まあ、沙織の態度も一瞬で、すぐさまハンバーガーに目をやっていた。
気を取り直し、まず腹ごしらえをしよう。腹が減っては軍は出来ぬってね。
お腹が空いていると妙案も浮かばないし、既に沙織は新作バーガーに釘付けだし。
それにしても新作バーガーのボリューミーなこと。サラブレットな牛さん盛り盛りバーガーって異名は伊達じゃないわ。
霜降り肉が何層にもミルフィーユしている。負けず劣らず、トマトなどの野菜たちもミルフィーユしていて。
これだけで一日分のカロリーを摂取するんじゃないかしら。これだけカロリー表示がされていないってことは、表示できないほどのカロリーってこと? まあ別にいいけど。
わたしは毎日結構な運動をしているから、あんまりカロリーとかは気にしたことないし、沙織は栄養になるところが限られているから、わたしたちにダイエットは今のところ無縁。

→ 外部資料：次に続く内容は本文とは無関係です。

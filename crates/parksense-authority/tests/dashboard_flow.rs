// crates/parksense-authority/tests/dashboard_flow.rs
// ============================================================================
// Module: Dashboard Release Flow Tests
// Description: Dashboard release driven through the HTTP authority.
// ============================================================================
//! ## Overview
//! Runs the full load, request, and confirm flow against a local release
//! endpoint and checks that local state follows the endpoint's answer.

#![allow(
    clippy::panic,
    clippy::print_stdout,
    clippy::print_stderr,
    clippy::unwrap_used,
    clippy::expect_used,
    clippy::use_debug,
    clippy::dbg_macro,
    clippy::panic_in_result_fn,
    clippy::unwrap_in_result,
    reason = "Test-only output and panic-based assertions are permitted."
)]

mod common;

use parksense_core::Dashboard;
use parksense_core::InMemorySessionStore;
use parksense_core::Navigator;
use parksense_core::ReleaseError;
use parksense_core::ReleaseOutcome;
use parksense_core::ReleaseState;
use parksense_core::SessionKey;
use parksense_core::SlotId;
use parksense_core::SlotStatus;

use crate::common::init_tracing;
use crate::common::local_authority;
use crate::common::spawn_server;

// ============================================================================
// SECTION: Test Helpers
// ============================================================================

/// Navigator for sessions that are always signed in.
struct NoRedirect;

impl Navigator for NoRedirect {
    fn redirect_to_login(&self) {
        panic!("signed-in session must not redirect");
    }
}

fn signed_in_with_d6() -> InMemorySessionStore {
    InMemorySessionStore::new()
        .with_fact(SessionKey::Token, "tok-9")
        .with_fact(SessionKey::PhoneNumber, "5550199")
        .with_fact(SessionKey::CarNumber, "MH12XY0001")
        .with_fact(SessionKey::AssignedSlot, "D6")
}

fn d6() -> SlotId {
    SlotId::parse("D6").unwrap()
}

// ============================================================================
// SECTION: Scenarios
// ============================================================================

#[test]
fn released_over_http_clears_local_state() {
    init_tracing();
    let session = signed_in_with_d6();
    let mut dashboard = Dashboard::load(session.clone(), &NoRedirect).ready().unwrap();
    let (url, handle) = spawn_server(200, r#"{"success":true}"#);
    let authority = local_authority(&url);

    dashboard.request_release().unwrap();
    let outcome = dashboard.confirm(&authority).unwrap();
    let captured = handle.join().unwrap().unwrap();

    assert_eq!(
        outcome,
        ReleaseOutcome::Released {
            slot: d6(),
        }
    );
    assert!(captured.body.contains("\"D6\""));
    assert_eq!(dashboard.grid().get(&d6()).unwrap().status, SlotStatus::Available);
    assert!(dashboard.allocation().slot_id().is_none());
    assert!(!session.contains(SessionKey::AssignedSlot));
    assert_eq!(dashboard.release_state(), &ReleaseState::Idle);
}

#[test]
fn http_failure_keeps_allocation_and_reports_notice() {
    init_tracing();
    let session = signed_in_with_d6();
    let mut dashboard = Dashboard::load(session.clone(), &NoRedirect).ready().unwrap();
    let (url, handle) = spawn_server(503, "unavailable");
    let authority = local_authority(&url);

    dashboard.request_release().unwrap();
    let outcome = dashboard.confirm(&authority).unwrap();
    handle.join().unwrap();

    assert!(matches!(
        outcome,
        ReleaseOutcome::Failed {
            error: ReleaseError::Transport(_),
            ..
        }
    ));
    assert_eq!(dashboard.grid().get(&d6()).unwrap().status, SlotStatus::Booked);
    assert_eq!(dashboard.allocation().slot_id(), Some(&d6()));
    assert!(session.contains(SessionKey::AssignedSlot));

    let view = dashboard.view();
    let notice = view.notice.expect("failure notice");
    assert_eq!(notice.slot, d6());
    assert!(view.prompt.is_none());
}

とは言っても、沙織はいつの間にか二個注文していて、さすがに食べ過ぎだとは思うのだけど。
勢いよく新作バーガーにかぶり付く沙織。ムシャムシャ、モグモグと気持ちいいくらい平らげていく。フードファイターさながら。牛さんもビックリ。
相変わらず美味しそうに食べるなぁ。もともと垂れ気味の目が更にとろけ出し、頬っぺたも落ちそうな感じ。沙織の食べっぷりは、調味料の一つと言っても過言じゃない。見ながら食べたら、きっと食べ過ぎる。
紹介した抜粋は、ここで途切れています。